“Hi!” said a fleshy, rose-faced boy trying to sound older than he was. “Dad owns these cattle. I guess I’m going to ride back of the herd with you.
The boy looked at the kid, sizing him up, looked at his horse, his tack, the way he sat his horse, and decided he’d spent little time on the horse and probably inside a polled yard.
“Well, looks like you and I are going to be friends. Dad says that after this cattle drive I’m going to spend the summer on the ranch with you and that crusty old man. I guess I’m supposed to learn how to cowboy from him. Dad says if I learn from him, I’ll know the old ways.”
The boy frowned. This was the first time he had heard that there would be a kid his age up at the ranch all summer. The news hit him hard. There would be an intruder into his ordered and private world.
He swallowed and said, “Okay. Well, we better get around to the far end of that holding pasture so when they open this gate, we can push through.”
They reined their horses towards the gate where a dark-faced Mexican opened and let them through as if he were some ancient knight guarding a castle. The yearling steers that were milling about began to bawl and push against each other, crowding and bunching all hide and bone.
The old man sat his horse as if God had imagined him a cowboy at the beginning of time; as if the horse and man were one. He nudged the bay with his knees, laid the reins on the neck of the horse and the gelding turned and began a slow walk up the road towards the ranch. The old man called over his shoulder, “Come on, steers! Come on!”
The calls of the cowboys on the flanks and the push from the boys in the far end of the herd moved them through the gate. They followed the old man like dogs following their master. The beasts moved in a languid flow, mixing colors and shapes. Dust curled from the ground in their passing.

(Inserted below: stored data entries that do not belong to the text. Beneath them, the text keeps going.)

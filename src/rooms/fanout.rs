use std::sync::Arc;

use axum::extract::ws::Message;
use dashmap::DashMap;
use tokio::sync::mpsc;
use tracing::{debug, error};

use crate::models::{ConnectionId, ServerEvent};

/// Sender half of one connection's outbound channel. The WebSocket writer
/// task owns the receiving end; anything holding a clone of this can push
/// events to that client without blocking.
pub type ConnectionSender = mpsc::UnboundedSender<Message>;

/// Delivers events to connection sets with at-most-once delivery per
/// recipient. A recipient whose channel is already torn down is logged and
/// skipped; one failed recipient never aborts delivery to the rest.
#[derive(Clone, Default)]
pub struct Broadcaster {
    connections: Arc<DashMap<ConnectionId, ConnectionSender>>,
}

impl Broadcaster {
    pub fn new() -> Self {
        Self::default()
    }

    /// Register a connection's outbound sender. Called once at socket accept.
    pub fn register(&self, conn: ConnectionId, tx: ConnectionSender) {
        self.connections.insert(conn, tx);
    }

    /// Drop a connection's outbound sender. Idempotent.
    pub fn unregister(&self, conn: ConnectionId) {
        self.connections.remove(&conn);
    }

    pub fn connection_count(&self) -> usize {
        self.connections.len()
    }

    /// Send an event to a single connection, bypassing room resolution.
    /// Used for reply-only responses such as join acknowledgements.
    pub fn unicast(&self, conn: ConnectionId, event: &ServerEvent) {
        let Some(text) = encode(event) else { return };
        self.deliver(conn, &text);
    }

    /// Fan an event out to every target connection except `exclude`.
    /// The target set is resolved by the router under its core lock so the
    /// recipients match the membership state the event was computed from.
    pub fn broadcast<I>(&self, targets: I, event: &ServerEvent, exclude: Option<ConnectionId>)
    where
        I: IntoIterator<Item = ConnectionId>,
    {
        let Some(text) = encode(event) else { return };
        for conn in targets {
            if Some(conn) == exclude {
                continue;
            }
            self.deliver(conn, &text);
        }
    }

    fn deliver(&self, conn: ConnectionId, text: &str) {
        let Some(tx) = self.connections.get(&conn) else {
            debug!("Skipping delivery to unknown connection {}", conn);
            return;
        };
        if tx.send(Message::Text(text.to_string())).is_err() {
            debug!("Skipping delivery to closed connection {}", conn);
        }
    }
}

fn encode(event: &ServerEvent) -> Option<String> {
    match serde_json::to_string(event) {
        Ok(text) => Some(text),
        Err(e) => {
            error!("Failed to serialize outbound event: {}", e);
            None
        }
    }
}
use serde::{Deserialize, Serialize};
use uuid::Uuid;

/// Opaque handle for one live WebSocket connection, generated at accept time.
pub type ConnectionId = Uuid;

/// Generated 6-character room code.
pub type RoomId = String;

/// Identity of one live connection. At most one per connection id; the room
/// binding is cleared on leave and the whole record deleted on disconnect.
#[derive(Debug, Clone, PartialEq)]
pub struct Session {
    pub username: String,
    pub avatar: String,
    pub room: Option<RoomId>,
}

/// One entry of the identity-resolved roster sent in `user-list` events.
#[derive(Serialize, Deserialize, Debug, Clone, PartialEq)]
pub struct RosterUser {
    pub username: String,
    pub avatar: String,
}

“Git up there, steers!” shouted the boy in a voice higher than he had wished. “Git, steers.” His arm rose stiff and outstretched as if painting the broad side of a barn. “Git up there!” Voices clipped and unintelligible began floating over the moving beasts, whistles, and clucks of tongues, each cowboy thinking his particular bark to the steer’s appropriate communication to keep moving up the road.
The herd ambled up the winding road, and it began to feel to the boys in the back of the herd that they were pushing a rope in the dirt. The steers bunched and broke at narrows in the road and the cowboys on the flanks chased down uncooperative animals to bring them back to the herd.
“Man, this dust is horrible back here!” shouted the kid over the shoulders of the steers towards the boy.
“Yeah, and the cow crap is so deep my horse is slipping in it. We almost went down a couple of times.”
They worked their horses towards the center of the rear of the herd so that they could talk without shouting. The kid had wrapped a bright red kerchief around his face like a bandit. As he approached the boy, he pulled it down and said, “When do you think we’ll get lunch?” His white teeth showed behind brown lips that had collected so much dust from being licked; it looked like he’d been dipping snuff.
The boy shrugged and said he didn’t know. Said he’d heard there was an intersection of old logging roads about seven miles ahead of where the lunch truck would be. Each cowboy would pick up a sandwich and soda as the herd passed by.
“This is fun, ain’t it?” the kid said.
“I reckon,” said the boy.
But there was no delight in his eyes. Only a benign look of uncertainty. As if something could change at any moment, without warning.